**EXERCISE REQUIREMENTS**.
In the material below, find all lines with the string "Duration" and copy them.

★ ★ ★ ★ ★ ★ ★

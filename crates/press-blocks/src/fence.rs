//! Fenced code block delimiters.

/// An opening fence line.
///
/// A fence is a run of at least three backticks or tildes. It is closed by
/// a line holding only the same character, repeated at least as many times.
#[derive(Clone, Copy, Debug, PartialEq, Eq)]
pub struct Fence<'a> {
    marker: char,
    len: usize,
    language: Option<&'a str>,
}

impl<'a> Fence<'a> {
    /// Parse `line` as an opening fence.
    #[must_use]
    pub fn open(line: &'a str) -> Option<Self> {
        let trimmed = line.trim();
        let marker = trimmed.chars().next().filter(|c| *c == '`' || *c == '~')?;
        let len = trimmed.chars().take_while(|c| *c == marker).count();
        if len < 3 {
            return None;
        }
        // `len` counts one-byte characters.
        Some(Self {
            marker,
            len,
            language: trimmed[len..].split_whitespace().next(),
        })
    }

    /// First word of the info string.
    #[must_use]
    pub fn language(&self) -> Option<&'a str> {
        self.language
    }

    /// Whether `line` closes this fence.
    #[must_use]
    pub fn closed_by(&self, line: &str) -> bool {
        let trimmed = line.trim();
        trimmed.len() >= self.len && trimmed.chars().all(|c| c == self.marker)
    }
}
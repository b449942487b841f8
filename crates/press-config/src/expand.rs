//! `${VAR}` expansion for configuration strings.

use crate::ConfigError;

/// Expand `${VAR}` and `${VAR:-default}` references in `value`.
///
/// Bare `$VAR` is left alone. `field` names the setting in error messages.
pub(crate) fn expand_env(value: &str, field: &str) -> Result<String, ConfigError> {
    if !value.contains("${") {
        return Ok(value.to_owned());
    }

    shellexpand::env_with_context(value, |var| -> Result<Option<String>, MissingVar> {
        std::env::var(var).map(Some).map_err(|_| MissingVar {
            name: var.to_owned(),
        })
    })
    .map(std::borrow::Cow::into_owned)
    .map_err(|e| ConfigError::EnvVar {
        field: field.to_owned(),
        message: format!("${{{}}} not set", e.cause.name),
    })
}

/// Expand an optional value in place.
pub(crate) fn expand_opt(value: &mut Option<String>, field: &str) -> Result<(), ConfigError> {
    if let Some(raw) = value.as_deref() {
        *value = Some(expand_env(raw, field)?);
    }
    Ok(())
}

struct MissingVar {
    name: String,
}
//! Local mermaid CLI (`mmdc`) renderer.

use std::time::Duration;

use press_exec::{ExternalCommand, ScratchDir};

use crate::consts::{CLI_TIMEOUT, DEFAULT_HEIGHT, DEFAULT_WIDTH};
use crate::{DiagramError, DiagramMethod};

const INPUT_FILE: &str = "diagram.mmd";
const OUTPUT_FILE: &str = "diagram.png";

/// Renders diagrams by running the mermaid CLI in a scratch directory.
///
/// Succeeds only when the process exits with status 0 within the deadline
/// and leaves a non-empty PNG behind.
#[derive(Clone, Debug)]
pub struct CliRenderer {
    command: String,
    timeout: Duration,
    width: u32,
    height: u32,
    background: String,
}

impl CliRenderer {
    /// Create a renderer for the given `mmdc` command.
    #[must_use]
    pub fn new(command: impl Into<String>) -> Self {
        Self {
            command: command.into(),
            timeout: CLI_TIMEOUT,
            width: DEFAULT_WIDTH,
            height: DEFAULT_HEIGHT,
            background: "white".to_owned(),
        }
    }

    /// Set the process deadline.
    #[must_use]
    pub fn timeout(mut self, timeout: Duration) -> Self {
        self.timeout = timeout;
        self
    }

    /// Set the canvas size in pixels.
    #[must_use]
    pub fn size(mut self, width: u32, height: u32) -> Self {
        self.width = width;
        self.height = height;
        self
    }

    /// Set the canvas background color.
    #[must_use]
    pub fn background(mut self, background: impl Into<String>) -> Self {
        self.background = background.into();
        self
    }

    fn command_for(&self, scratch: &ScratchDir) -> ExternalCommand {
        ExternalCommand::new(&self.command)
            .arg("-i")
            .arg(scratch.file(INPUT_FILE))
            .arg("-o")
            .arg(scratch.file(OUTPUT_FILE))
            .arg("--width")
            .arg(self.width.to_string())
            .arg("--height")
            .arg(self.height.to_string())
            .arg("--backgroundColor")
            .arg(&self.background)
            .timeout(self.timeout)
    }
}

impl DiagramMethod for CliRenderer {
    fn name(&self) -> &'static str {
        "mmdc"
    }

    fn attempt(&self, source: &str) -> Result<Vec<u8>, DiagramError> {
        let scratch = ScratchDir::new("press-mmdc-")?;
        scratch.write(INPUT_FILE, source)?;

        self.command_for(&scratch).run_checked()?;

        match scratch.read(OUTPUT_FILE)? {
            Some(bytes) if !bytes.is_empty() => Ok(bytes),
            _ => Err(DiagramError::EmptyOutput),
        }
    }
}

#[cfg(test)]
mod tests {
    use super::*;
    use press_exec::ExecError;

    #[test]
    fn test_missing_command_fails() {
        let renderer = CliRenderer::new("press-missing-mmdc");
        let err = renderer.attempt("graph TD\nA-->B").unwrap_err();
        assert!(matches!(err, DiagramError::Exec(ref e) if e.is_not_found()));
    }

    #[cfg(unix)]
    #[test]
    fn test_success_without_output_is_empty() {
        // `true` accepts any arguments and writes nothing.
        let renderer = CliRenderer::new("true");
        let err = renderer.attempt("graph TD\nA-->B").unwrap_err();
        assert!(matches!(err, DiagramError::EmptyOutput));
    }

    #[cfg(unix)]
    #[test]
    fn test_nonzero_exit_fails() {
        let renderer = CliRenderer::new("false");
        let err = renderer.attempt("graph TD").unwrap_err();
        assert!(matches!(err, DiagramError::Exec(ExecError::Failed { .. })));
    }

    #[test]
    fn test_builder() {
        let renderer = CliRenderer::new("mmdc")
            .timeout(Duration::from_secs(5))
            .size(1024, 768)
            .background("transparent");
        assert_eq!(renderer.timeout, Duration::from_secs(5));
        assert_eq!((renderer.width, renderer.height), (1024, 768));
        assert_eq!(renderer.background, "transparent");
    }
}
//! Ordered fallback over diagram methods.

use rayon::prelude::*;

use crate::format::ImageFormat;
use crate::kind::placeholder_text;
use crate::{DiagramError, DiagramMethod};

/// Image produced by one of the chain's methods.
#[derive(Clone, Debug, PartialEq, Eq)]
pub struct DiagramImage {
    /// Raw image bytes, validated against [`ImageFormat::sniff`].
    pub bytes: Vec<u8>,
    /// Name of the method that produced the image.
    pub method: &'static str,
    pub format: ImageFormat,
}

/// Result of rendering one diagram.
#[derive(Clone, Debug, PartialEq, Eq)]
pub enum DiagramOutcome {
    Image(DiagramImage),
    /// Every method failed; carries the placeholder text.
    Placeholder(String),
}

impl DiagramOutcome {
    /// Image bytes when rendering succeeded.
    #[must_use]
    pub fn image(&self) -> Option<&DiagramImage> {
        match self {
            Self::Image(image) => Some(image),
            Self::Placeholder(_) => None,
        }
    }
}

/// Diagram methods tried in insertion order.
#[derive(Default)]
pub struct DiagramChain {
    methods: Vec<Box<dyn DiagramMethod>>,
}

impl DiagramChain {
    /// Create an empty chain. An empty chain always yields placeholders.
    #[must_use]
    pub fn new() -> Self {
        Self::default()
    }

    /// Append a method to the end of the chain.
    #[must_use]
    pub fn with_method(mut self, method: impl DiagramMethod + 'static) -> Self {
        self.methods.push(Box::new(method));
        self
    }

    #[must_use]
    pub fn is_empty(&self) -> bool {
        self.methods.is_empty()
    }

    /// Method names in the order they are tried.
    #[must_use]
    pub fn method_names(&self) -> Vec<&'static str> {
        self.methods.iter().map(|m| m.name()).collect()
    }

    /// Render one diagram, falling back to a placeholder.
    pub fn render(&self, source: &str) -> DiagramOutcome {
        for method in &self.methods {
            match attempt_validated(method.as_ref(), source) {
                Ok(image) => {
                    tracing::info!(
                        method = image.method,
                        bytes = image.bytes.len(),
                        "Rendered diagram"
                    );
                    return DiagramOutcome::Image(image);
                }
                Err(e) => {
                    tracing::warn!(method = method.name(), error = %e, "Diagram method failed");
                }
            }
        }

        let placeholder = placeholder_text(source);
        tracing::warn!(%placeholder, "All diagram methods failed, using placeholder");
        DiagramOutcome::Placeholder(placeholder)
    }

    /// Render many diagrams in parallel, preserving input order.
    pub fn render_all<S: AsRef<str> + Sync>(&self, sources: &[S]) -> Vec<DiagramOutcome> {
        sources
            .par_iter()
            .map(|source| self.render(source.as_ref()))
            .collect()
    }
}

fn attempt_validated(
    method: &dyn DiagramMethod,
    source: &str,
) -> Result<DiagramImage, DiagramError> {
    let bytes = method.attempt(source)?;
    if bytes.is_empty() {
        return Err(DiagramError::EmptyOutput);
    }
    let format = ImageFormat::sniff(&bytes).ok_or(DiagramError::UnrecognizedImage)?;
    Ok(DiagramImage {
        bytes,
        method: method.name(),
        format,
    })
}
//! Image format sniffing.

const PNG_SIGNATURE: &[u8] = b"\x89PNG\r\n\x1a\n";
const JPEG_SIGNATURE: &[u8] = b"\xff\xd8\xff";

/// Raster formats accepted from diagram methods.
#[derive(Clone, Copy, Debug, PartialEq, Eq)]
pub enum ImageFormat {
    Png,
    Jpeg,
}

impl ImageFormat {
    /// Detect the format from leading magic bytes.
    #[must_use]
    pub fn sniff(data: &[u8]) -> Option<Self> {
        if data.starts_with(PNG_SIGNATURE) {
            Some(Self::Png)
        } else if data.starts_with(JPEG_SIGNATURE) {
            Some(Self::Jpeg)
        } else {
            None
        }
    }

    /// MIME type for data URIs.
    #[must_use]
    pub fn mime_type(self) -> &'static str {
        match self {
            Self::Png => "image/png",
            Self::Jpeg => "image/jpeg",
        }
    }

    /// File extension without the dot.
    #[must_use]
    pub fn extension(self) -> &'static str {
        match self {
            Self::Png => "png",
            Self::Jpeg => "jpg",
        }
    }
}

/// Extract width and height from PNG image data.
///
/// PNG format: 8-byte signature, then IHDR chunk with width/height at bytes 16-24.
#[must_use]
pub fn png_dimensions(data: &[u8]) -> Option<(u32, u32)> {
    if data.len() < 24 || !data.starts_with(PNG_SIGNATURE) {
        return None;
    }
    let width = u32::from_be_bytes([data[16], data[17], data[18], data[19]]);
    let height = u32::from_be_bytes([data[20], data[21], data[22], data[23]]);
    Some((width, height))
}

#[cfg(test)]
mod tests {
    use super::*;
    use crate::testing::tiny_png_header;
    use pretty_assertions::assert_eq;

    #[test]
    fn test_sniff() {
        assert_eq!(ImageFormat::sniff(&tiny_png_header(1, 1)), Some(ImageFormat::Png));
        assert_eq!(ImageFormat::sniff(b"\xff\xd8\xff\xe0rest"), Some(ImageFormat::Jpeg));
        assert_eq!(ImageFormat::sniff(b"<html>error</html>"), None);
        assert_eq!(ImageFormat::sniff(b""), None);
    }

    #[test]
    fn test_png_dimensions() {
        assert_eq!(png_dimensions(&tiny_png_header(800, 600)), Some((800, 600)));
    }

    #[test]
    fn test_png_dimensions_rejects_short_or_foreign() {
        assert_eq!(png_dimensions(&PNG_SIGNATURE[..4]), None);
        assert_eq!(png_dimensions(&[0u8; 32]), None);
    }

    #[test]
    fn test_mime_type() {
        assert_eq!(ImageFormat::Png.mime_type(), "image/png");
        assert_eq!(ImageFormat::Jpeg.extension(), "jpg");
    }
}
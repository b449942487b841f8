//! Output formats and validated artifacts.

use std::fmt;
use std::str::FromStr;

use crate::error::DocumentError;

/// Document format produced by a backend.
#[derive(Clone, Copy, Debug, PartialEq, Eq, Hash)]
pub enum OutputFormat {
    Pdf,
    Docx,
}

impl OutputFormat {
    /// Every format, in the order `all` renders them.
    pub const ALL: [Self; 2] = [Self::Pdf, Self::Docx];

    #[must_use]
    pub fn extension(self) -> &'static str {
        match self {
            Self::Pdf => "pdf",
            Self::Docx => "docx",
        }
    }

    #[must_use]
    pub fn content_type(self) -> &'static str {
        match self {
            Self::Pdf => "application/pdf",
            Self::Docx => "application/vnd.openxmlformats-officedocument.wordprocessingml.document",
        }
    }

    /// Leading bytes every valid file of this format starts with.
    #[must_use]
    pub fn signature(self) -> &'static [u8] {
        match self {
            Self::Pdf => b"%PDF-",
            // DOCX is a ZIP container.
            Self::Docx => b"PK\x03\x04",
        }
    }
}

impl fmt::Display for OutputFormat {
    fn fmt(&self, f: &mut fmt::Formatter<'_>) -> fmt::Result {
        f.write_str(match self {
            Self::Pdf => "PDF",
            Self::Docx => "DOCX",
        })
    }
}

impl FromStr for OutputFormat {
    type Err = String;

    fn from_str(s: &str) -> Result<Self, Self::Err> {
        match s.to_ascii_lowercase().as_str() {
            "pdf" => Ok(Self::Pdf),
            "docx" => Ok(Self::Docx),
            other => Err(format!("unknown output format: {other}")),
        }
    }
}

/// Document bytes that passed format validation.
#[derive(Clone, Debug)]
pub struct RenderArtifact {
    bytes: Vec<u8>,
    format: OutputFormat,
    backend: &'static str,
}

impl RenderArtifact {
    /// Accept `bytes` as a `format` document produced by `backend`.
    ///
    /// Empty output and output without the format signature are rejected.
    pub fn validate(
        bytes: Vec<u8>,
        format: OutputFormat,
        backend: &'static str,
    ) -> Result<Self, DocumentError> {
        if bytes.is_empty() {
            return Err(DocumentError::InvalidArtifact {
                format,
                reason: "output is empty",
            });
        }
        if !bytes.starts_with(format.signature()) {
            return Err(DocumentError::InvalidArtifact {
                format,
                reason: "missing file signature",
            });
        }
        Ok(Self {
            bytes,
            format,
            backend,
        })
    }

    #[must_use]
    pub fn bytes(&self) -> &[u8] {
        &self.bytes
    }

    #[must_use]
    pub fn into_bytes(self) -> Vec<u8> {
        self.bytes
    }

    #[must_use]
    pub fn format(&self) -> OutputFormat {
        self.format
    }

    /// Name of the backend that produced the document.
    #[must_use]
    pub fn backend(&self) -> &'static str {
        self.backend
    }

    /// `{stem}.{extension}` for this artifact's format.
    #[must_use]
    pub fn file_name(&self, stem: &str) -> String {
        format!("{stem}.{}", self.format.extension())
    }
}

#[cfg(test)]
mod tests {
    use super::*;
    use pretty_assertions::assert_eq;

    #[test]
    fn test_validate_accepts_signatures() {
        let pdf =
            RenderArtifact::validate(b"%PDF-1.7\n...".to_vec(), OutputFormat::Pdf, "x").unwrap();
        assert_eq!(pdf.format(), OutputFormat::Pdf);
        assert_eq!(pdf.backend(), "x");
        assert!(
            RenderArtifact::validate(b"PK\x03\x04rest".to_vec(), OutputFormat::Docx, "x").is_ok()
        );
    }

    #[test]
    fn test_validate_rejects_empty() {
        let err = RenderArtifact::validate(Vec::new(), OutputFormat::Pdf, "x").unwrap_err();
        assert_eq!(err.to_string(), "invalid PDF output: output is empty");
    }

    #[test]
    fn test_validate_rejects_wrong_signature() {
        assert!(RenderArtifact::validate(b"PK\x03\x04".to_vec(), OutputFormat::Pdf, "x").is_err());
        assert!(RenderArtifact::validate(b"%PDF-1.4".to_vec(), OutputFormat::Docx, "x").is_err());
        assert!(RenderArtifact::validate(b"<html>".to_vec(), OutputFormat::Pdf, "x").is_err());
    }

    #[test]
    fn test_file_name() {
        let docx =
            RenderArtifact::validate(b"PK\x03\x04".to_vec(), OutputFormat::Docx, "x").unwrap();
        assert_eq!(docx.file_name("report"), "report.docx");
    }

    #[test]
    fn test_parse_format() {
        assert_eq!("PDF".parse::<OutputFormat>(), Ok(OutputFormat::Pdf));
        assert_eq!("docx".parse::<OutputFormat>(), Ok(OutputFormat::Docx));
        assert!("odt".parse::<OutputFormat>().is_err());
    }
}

★ ★ ★ ★ ★ ★ ★

**ANSWER SECTION**.
use std::time::Duration;
    timeout: Duration,
    pub fn timeout(mut self, timeout: Duration) -> Self {
            .timeout(Duration::from_secs(5))
        assert_eq!(renderer.timeout, Duration::from_secs(5));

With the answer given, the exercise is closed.